10. Drain potatoes into a bowl and save the water for the soup.
11. When potatoes are slightly cooler, mash potatoes, add a pat of butter/margarine, 2 tbs of milk/rice milk plus salt and pepper to taste. Set mashed potatoes aside.
12. For the soup add 8 cups of water to the water saved from the mashed potatoes into a large soup pot. Bring to a boil.
13. Put diced rutabaga, parsnip, carrot and celery in the soup and simmer for 10-12 minutes over medium/high heat.
14. Check soup after 10 minutes. The veggies should be starting to soften. Add the bay leaves, soup base, marjoram, peas, and yellow squash.
15. Stir well and lower heat to medium. Soup should continue simmering at a low boil.
16. In the meantime, sauté veggies. Heat olive oil in a frying pan over medium heat. Place the onion, mushrooms, and kale into frying pan and sauté for approximately 5 minutes. Add salt and pepper to taste.
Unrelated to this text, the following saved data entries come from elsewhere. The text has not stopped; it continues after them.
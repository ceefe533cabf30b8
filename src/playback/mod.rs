//! Playback over a loaded frame sequence.
//!
//! [`PlaybackState`] is a plain value driven by the application loop, so the
//! transition rules are testable without a terminal or a timer. The
//! [`TickTimer`] is the cancellable cadence gate for the animation loop.
mod state;
mod timer;


pub use state::PlaybackState;
pub use timer::TickTimer;
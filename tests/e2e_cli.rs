mod support_feed;

use std::fs;

use tempfile::tempdir;

use support_feed::{run_airscope, spawn_feed_server_or_skip, unused_local_endpoint};

#[test]
fn e2e_playback_summary_classifies_history() -> Result<(), String> {
    let Some((url, _server)) = spawn_feed_server_or_skip()? else {
        return Ok(());
    };

    let output = run_airscope(["--playback", "--no-ui", "--no-color", "--url", url.as_str()])?;
    if !output.status.success() {
        return Err(format!(
            "stdout: {}\nstderr: {}",
            String::from_utf8_lossy(&output.stdout),
            String::from_utf8_lossy(&output.stderr)
        ));
    }

    let stdout = String::from_utf8_lossy(&output.stdout);
    for expected in [
        "Frames: 2",
        "Stable: 0  Alert: 1  Unstable: 1",
        "Bounds: TCI [0.0, 100.0]  SRI [0.0, 100.0]",
    ] {
        if !stdout.contains(expected) {
            return Err(format!("Missing '{}' in stdout:\n{}", expected, stdout));
        }
    }
    Ok(())
}

#[test]
fn e2e_playback_bounds_filter_applies() -> Result<(), String> {
    let Some((url, _server)) = spawn_feed_server_or_skip()? else {
        return Ok(());
    };

    let output = run_airscope([
        "--playback",
        "--no-ui",
        "--no-color",
        "--url",
        url.as_str(),
        "--tci-max",
        "40",
        "--sri-max",
        "40",
    ])?;
    if !output.status.success() {
        return Err(format!(
            "stderr: {}",
            String::from_utf8_lossy(&output.stderr)
        ));
    }

    let stdout = String::from_utf8_lossy(&output.stdout);
    if !stdout.contains("Last frame: 0 of 1 points in bounds") {
        return Err(format!("Filter was not applied:\n{}", stdout));
    }
    Ok(())
}

#[test]
fn e2e_transport_failure_degrades_to_no_data() -> Result<(), String> {
    let url = unused_local_endpoint()?;

    let output = run_airscope([
        "--playback",
        "--no-ui",
        "--no-color",
        "--timeout",
        "1s",
        "--url",
        url.as_str(),
    ])?;
    if !output.status.success() {
        return Err(format!(
            "Degraded run should exit 0; stderr: {}",
            String::from_utf8_lossy(&output.stderr)
        ));
    }

    let stdout = String::from_utf8_lossy(&output.stdout);
    if stdout.contains("Frames:") {
        return Err(format!("No summary expected without data:\n{}", stdout));
    }
    Ok(())
}

#[test]
fn e2e_watch_one_shot_prints_latest_reading() -> Result<(), String> {
    let Some((url, _server)) = spawn_feed_server_or_skip()? else {
        return Ok(());
    };

    let output = run_airscope(["--no-ui", "--no-color", "--url", url.as_str()])?;
    if !output.status.success() {
        return Err(format!(
            "stderr: {}",
            String::from_utf8_lossy(&output.stderr)
        ));
    }

    let stdout = String::from_utf8_lossy(&output.stdout);
    for expected in ["Latest reading", "GAQI 22.0", "Score"] {
        if !stdout.contains(expected) {
            return Err(format!("Missing '{}' in stdout:\n{}", expected, stdout));
        }
    }
    Ok(())
}

#[test]
fn e2e_export_writes_chart_files() -> Result<(), String> {
    let Some((url, _server)) = spawn_feed_server_or_skip()? else {
        return Ok(());
    };
    let dir = tempdir().map_err(|err| format!("tempdir failed: {}", err))?;
    let charts_path = dir.path().join("charts");
    let charts_arg = charts_path.to_string_lossy().into_owned();

    let output = run_airscope([
        "--export-charts",
        "--no-color",
        "--url",
        url.as_str(),
        "--charts-path",
        charts_arg.as_str(),
    ])?;
    if !output.status.success() {
        return Err(format!(
            "stderr: {}",
            String::from_utf8_lossy(&output.stderr)
        ));
    }

    for name in [
        "stability_scatter.png",
        "index_history.png",
        "score_timeline.png",
        "correlation_matrix.png",
    ] {
        let path = charts_path.join(name);
        let metadata =
            fs::metadata(&path).map_err(|err| format!("missing chart {}: {}", name, err))?;
        if metadata.len() == 0 {
            return Err(format!("chart {} is empty", name));
        }
    }
    Ok(())
}

#[test]
fn e2e_missing_url_fails_fast() -> Result<(), String> {
    let output = run_airscope(["--playback", "--no-ui"])?;
    if output.status.success() {
        return Err("Run without a URL should fail".to_owned());
    }
    Ok(())
}
use std::time::{Duration, Instant};

/// Cancellable cadence gate for the animation loop.
///
/// The loop polls faster than the cadence and asks `due` whether to step.
/// A disarmed timer never fires; re-arming resets the reference instant, so
/// a pause of any length never replays missed ticks.
#[derive(Debug)]
pub struct TickTimer {
    cadence: Duration,
    armed: bool,
    last: Instant,
}

impl TickTimer {
    #[must_use]
    pub fn new(cadence: Duration) -> Self {
        Self {
            cadence,
            armed: false,
            last: Instant::now(),
        }
    }

    #[must_use]
    pub const fn is_armed(&self) -> bool {
        self.armed
    }

    pub fn start(&mut self, now: Instant) {
        self.armed = true;
        self.last = now;
    }

    pub const fn stop(&mut self) {
        self.armed = false;
    }

    /// True once per elapsed cadence window while armed.
    ///
    /// The reference instant resets to `now` on firing, not to the ideal
    /// schedule, so a late poll yields one step and the backlog is skipped.
    pub fn due(&mut self, now: Instant) -> bool {
        if !self.armed {
            return false;
        }
        if now.saturating_duration_since(self.last) >= self.cadence {
            self.last = now;
            return true;
        }
        false
    }
}
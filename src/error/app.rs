use plotters::prelude::{BitMapBackend, DrawingAreaErrorKind, DrawingBackend};
use thiserror::Error;

use super::{ChartError, ConfigError, FeedError, ValidationError};

type PlottersError = DrawingAreaErrorKind<<BitMapBackend<'static> as DrawingBackend>::ErrorType>;

#[derive(Debug, Error)]
pub enum AppError {
    #[error("I/O error: {source}")]
    Io {
        #[from]
        source: std::io::Error,
    },
    #[error("CLI error: {source}")]
    Clap {
        #[from]
        source: clap::Error,
    },
    #[error("JSON error: {source}")]
    Json {
        #[from]
        source: serde_json::Error,
    },
    #[error("TOML error: {source}")]
    Toml {
        #[from]
        source: toml::de::Error,
    },
    #[error("HTTP client error: {source}")]
    Reqwest {
        #[from]
        source: reqwest::Error,
    },
    #[error("Join error: {source}")]
    Join {
        #[from]
        source: tokio::task::JoinError,
    },
    #[error("Plotting error: {source}")]
    Plotters {
        #[from]
        source: PlottersError,
    },
    #[error("Validation error: {0}")]
    Validation(#[from] ValidationError),
    #[error("Configuration error: {0}")]
    Config(#[from] ConfigError),
    #[error("Feed error: {0}")]
    Feed(#[from] FeedError),
    #[error("Chart error: {0}")]
    Chart(#[from] ChartError),
}

pub type AppResult<T> = Result<T, AppError>;

impl AppError {
    pub fn validation<E>(error: E) -> Self
    where
        E: Into<ValidationError>,
    {
        error.into().into()
    }

    pub fn config<E>(error: E) -> Self
    where
        E: Into<ConfigError>,
    {
        error.into().into()
    }

    pub fn feed<E>(error: E) -> Self
    where
        E: Into<FeedError>,
    {
        error.into().into()
    }

    pub fn chart<E>(error: E) -> Self
    where
        E: Into<ChartError>,
    {
        error.into().into()
    }
}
17. Add frying pan contents to the soup. Add the mashed potatoes too. Stir well.
18. Taste and adjust seasoning taste. If necessary, add water to thin soup to the desired consistency.
19. Let soup mix simmer for another 10 to 15 minutes, stirring occasionally. Soup is ready when a knife will pass easily through the rutabaga and parsnips.

SERVING
20. Ladle the soup into large soup plates, ensuring each helping has an equal quantity of vegetables.
21. Serve the soup with garlic bread (recipe given below)

TIPS
To make a Vegan Garlic Spread:
Cover garlic bulb (with at least 6 cloves) in aluminum foil and place in the oven at 350° for 30 minutes.
Remove garlic and let cool slightly.
Peel and squeeze garlic out of the skin. Mash into a creamy texture.
Mix 6 cloves of roasted garlic with 4 oz of Vegenaise/Vegan butter/non-hydrogenated margarine.
Mix in dried parsley and paprika to taste.
Add the garlic spread to thick slices of multigrain bread or baguette.